---------- Given entries
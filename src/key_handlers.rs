use crate::app::{App, AppState, Focus};
use crate::models::PendingQuestion;
use crossterm::event::{KeyCode, KeyEvent, KeyModifiers};

const PAGE: u16 = 5;

/// Side effects the UI loop performs on behalf of a key press.
#[derive(Debug, Clone, PartialEq, Eq)]
pub enum Action {
    Dispatch(PendingQuestion),
    OpenLink(String),
}

pub fn handle_key(key: KeyEvent, app: &mut App) -> Option<Action> {
    match app.state {
        AppState::Chat => handle_chat_input(key, app),
        AppState::PickLink(message) => handle_pick_link_input(key, app, message),
        AppState::QuitConfirm => {
            handle_quit_confirm_input(key, app);
            None
        }
        AppState::Quit => None,
    }
}

pub fn handle_chat_input(key: KeyEvent, app: &mut App) -> Option<Action> {
    if key.modifiers.contains(KeyModifiers::CONTROL) {
        match key.code {
            KeyCode::Char('c') => app.state = AppState::QuitConfirm,
            KeyCode::Char('u') => app.scroll_up(PAGE),
            KeyCode::Char('d') => app.scroll_down(PAGE),
            KeyCode::Char('o') => app.pick_link_message(),
            _ => {}
        }
        return None;
    }

    if key.modifiers.contains(KeyModifiers::ALT) {
        if let KeyCode::Char(c @ '1'..='9') = key.code {
            let idx = (c as usize) - ('1' as usize);
            return app.ask_example(idx).map(Action::Dispatch);
        }
        return None;
    }

    match key.code {
        KeyCode::F(n @ 1..=12) => app.ask_example(usize::from(n - 1)).map(Action::Dispatch),
        KeyCode::Tab => {
            app.focus_next();
            None
        }
        KeyCode::BackTab => {
            app.focus_prev();
            None
        }
        KeyCode::PageUp => {
            app.scroll_up(PAGE);
            None
        }
        KeyCode::PageDown => {
            app.scroll_down(PAGE);
            None
        }
        KeyCode::Esc => {
            match app.focus {
                Focus::Input => app.state = AppState::QuitConfirm,
                Focus::Suggestion(_) => app.focus = Focus::Input,
            }
            None
        }
        KeyCode::Enter => match app.focus {
            Focus::Input => app.submit_draft().map(Action::Dispatch),
            Focus::Suggestion(idx) => app.ask_example(idx).map(Action::Dispatch),
        },
        KeyCode::Backspace => {
            app.focus = Focus::Input;
            app.conversation.pop_draft_char();
            None
        }
        KeyCode::Char(c) => {
            app.focus = Focus::Input;
            app.conversation.push_draft_char(c);
            None
        }
        _ => None,
    }
}

/// A digit opens that link of the picked reply; Ctrl+O moves to an older
/// reply; anything else goes back to chatting.
pub fn handle_pick_link_input(key: KeyEvent, app: &mut App, message: usize) -> Option<Action> {
    if key.modifiers.contains(KeyModifiers::CONTROL) && key.code == KeyCode::Char('o') {
        app.pick_link_message();
        return None;
    }

    app.state = AppState::Chat;
    match key.code {
        KeyCode::Char(c @ '1'..='9') => {
            let number = (c as usize) - ('0' as usize);
            app.link(message, number).map(Action::OpenLink)
        }
        _ => None,
    }
}

pub fn handle_quit_confirm_input(key: KeyEvent, app: &mut App) {
    match key.code {
        KeyCode::Char('y') | KeyCode::Enter => {
            app.state = AppState::Quit;
        }
        KeyCode::Char('n') | KeyCode::Esc => {
            app.state = AppState::Chat;
        }
        _ => {}
    }
}

#[cfg(test)]
mod tests {
    use super::*;
    use crate::config::Config;
    use crate::models::{Sender, Settlement};

    fn key(code: KeyCode) -> KeyEvent {
        KeyEvent::new(code, KeyModifiers::NONE)
    }

    fn type_text(app: &mut App, text: &str) {
        for c in text.chars() {
            assert_eq!(handle_key(key(KeyCode::Char(c)), app), None);
        }
    }

    #[test]
    fn test_typing_and_enter_dispatches_question() {
        let mut app = App::new(&Config::default());
        type_text(&mut app, "balance?");
        assert_eq!(app.conversation.draft(), "balance?");

        let action = handle_key(key(KeyCode::Enter), &mut app);

        match action {
            Some(Action::Dispatch(pending)) => assert_eq!(pending.question, "balance?"),
            other => panic!("unexpected action: {:?}", other),
        }
        assert_eq!(app.conversation.draft(), "");
        assert_eq!(app.conversation.messages().last().unwrap().sender, Sender::User);
        assert!(app.conversation.is_typing());
    }

    #[test]
    fn test_enter_on_blank_draft_does_nothing() {
        let mut app = App::new(&Config::default());
        type_text(&mut app, "   ");

        assert_eq!(handle_key(key(KeyCode::Enter), &mut app), None);
        assert_eq!(app.conversation.messages().len(), 1);
        assert_eq!(app.conversation.draft(), "   ");
    }

    #[test]
    fn test_backspace_edits_draft() {
        let mut app = App::new(&Config::default());
        type_text(&mut app, "abc");
        handle_key(key(KeyCode::Backspace), &mut app);
        assert_eq!(app.conversation.draft(), "ab");
    }

    #[test]
    fn test_function_key_sends_example() {
        let mut app = App::new(&Config::default());
        let action = handle_key(key(KeyCode::F(1)), &mut app);

        match action {
            Some(Action::Dispatch(pending)) => {
                assert_eq!(pending.question, "How to check my account balance?")
            }
            other => panic!("unexpected action: {:?}", other),
        }
    }

    #[test]
    fn test_alt_digit_sends_example() {
        let mut app = App::new(&Config::default());
        let action = handle_key(
            KeyEvent::new(KeyCode::Char('4'), KeyModifiers::ALT),
            &mut app,
        );

        match action {
            Some(Action::Dispatch(pending)) => {
                assert_eq!(pending.question, "How to contact customer support?")
            }
            other => panic!("unexpected action: {:?}", other),
        }
        assert_eq!(app.conversation.draft(), "");
    }

    #[test]
    fn test_function_key_past_examples_is_ignored() {
        let mut app = App::new(&Config::default());
        assert_eq!(handle_key(key(KeyCode::F(9)), &mut app), None);
        assert_eq!(app.conversation.messages().len(), 1);
    }

    #[test]
    fn test_tab_then_enter_sends_focused_example() {
        let mut app = App::new(&Config::default());
        handle_key(key(KeyCode::Tab), &mut app);
        handle_key(key(KeyCode::Tab), &mut app);
        assert_eq!(app.focus, Focus::Suggestion(1));

        let action = handle_key(key(KeyCode::Enter), &mut app);
        match action {
            Some(Action::Dispatch(pending)) => {
                assert_eq!(pending.question, "How can I transfer funds?")
            }
            other => panic!("unexpected action: {:?}", other),
        }
        assert_eq!(app.focus, Focus::Input);
    }

    #[test]
    fn test_typing_while_awaiting_reply_is_allowed() {
        let mut app = App::new(&Config::default());
        type_text(&mut app, "first");
        handle_key(key(KeyCode::Enter), &mut app);
        type_text(&mut app, "second");

        assert!(app.conversation.is_typing());
        assert_eq!(app.conversation.draft(), "second");
        assert!(matches!(
            handle_key(key(KeyCode::Enter), &mut app),
            Some(Action::Dispatch(_))
        ));
    }

    #[test]
    fn test_esc_leaves_suggestions_before_quitting() {
        let mut app = App::new(&Config::default());
        handle_key(key(KeyCode::Tab), &mut app);
        handle_key(key(KeyCode::Esc), &mut app);
        assert_eq!(app.focus, Focus::Input);
        assert_eq!(app.state, AppState::Chat);

        handle_key(key(KeyCode::Esc), &mut app);
        assert_eq!(app.state, AppState::QuitConfirm);
    }

    #[test]
    fn test_quit_confirm() {
        let mut app = App::new(&Config::default());
        handle_key(
            KeyEvent::new(KeyCode::Char('c'), KeyModifiers::CONTROL),
            &mut app,
        );
        assert_eq!(app.state, AppState::QuitConfirm);

        handle_key(key(KeyCode::Char('n')), &mut app);
        assert_eq!(app.state, AppState::Chat);

        app.state = AppState::QuitConfirm;
        handle_key(key(KeyCode::Char('y')), &mut app);
        assert_eq!(app.state, AppState::Quit);
    }

    fn ctrl_o() -> KeyEvent {
        KeyEvent::new(KeyCode::Char('o'), KeyModifiers::CONTROL)
    }

    fn settle_reply(app: &mut App, reply: &str) {
        let pending = app.ask_example(0).unwrap();
        app.apply_settlement(Settlement {
            id: pending.id,
            reply: reply.to_string(),
        });
    }

    #[test]
    fn test_ctrl_o_then_number_opens_that_link() {
        let mut app = App::new(&Config::default());
        settle_reply(
            &mut app,
            "See [balances](https://example.com/balances) and [fees](https://example.com/fees).",
        );

        assert_eq!(handle_key(ctrl_o(), &mut app), None);
        assert!(matches!(app.state, AppState::PickLink(_)));

        let action = handle_key(key(KeyCode::Char('2')), &mut app);
        assert_eq!(
            action,
            Some(Action::OpenLink("https://example.com/fees".to_string()))
        );
        assert_eq!(app.state, AppState::Chat);
        assert_eq!(app.conversation.draft(), "");
    }

    #[test]
    fn test_ctrl_o_twice_reaches_older_reply() {
        let mut app = App::new(&Config::default());
        settle_reply(&mut app, "Older: [rates](https://example.com/rates)");
        settle_reply(&mut app, "Newer: [help](https://example.com/help)");

        handle_key(ctrl_o(), &mut app);
        handle_key(ctrl_o(), &mut app);
        let action = handle_key(key(KeyCode::Char('1')), &mut app);
        assert_eq!(
            action,
            Some(Action::OpenLink("https://example.com/rates".to_string()))
        );
    }

    #[test]
    fn test_non_web_link_is_not_opened() {
        let mut app = App::new(&Config::default());
        settle_reply(&mut app, "Your [statement](file:///etc/passwd)");

        handle_key(ctrl_o(), &mut app);
        assert_eq!(handle_key(key(KeyCode::Char('1')), &mut app), None);
        assert_eq!(app.state, AppState::Chat);
    }

    #[test]
    fn test_other_key_cancels_link_picking() {
        let mut app = App::new(&Config::default());
        settle_reply(&mut app, "[help](https://example.com/help)");

        handle_key(ctrl_o(), &mut app);
        assert_eq!(handle_key(key(KeyCode::Esc), &mut app), None);
        assert_eq!(app.state, AppState::Chat);
    }

    #[test]
    fn test_ctrl_o_without_links_stays_in_chat() {
        let mut app = App::new(&Config::default());
        handle_key(ctrl_o(), &mut app);
        assert_eq!(app.state, AppState::Chat);
    }

    #[test]
    fn test_page_keys_scroll() {
        let mut app = App::new(&Config::default());
        handle_key(key(KeyCode::PageUp), &mut app);
        assert_eq!(app.scroll_from_bottom, PAGE);
        handle_key(key(KeyCode::PageDown), &mut app);
        assert_eq!(app.scroll_from_bottom, 0);
    }
}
--------------------
# [Action item]
In the entries, how many lines include the string "Settlement"? Only the number should be given.

# [Exercise answer]
2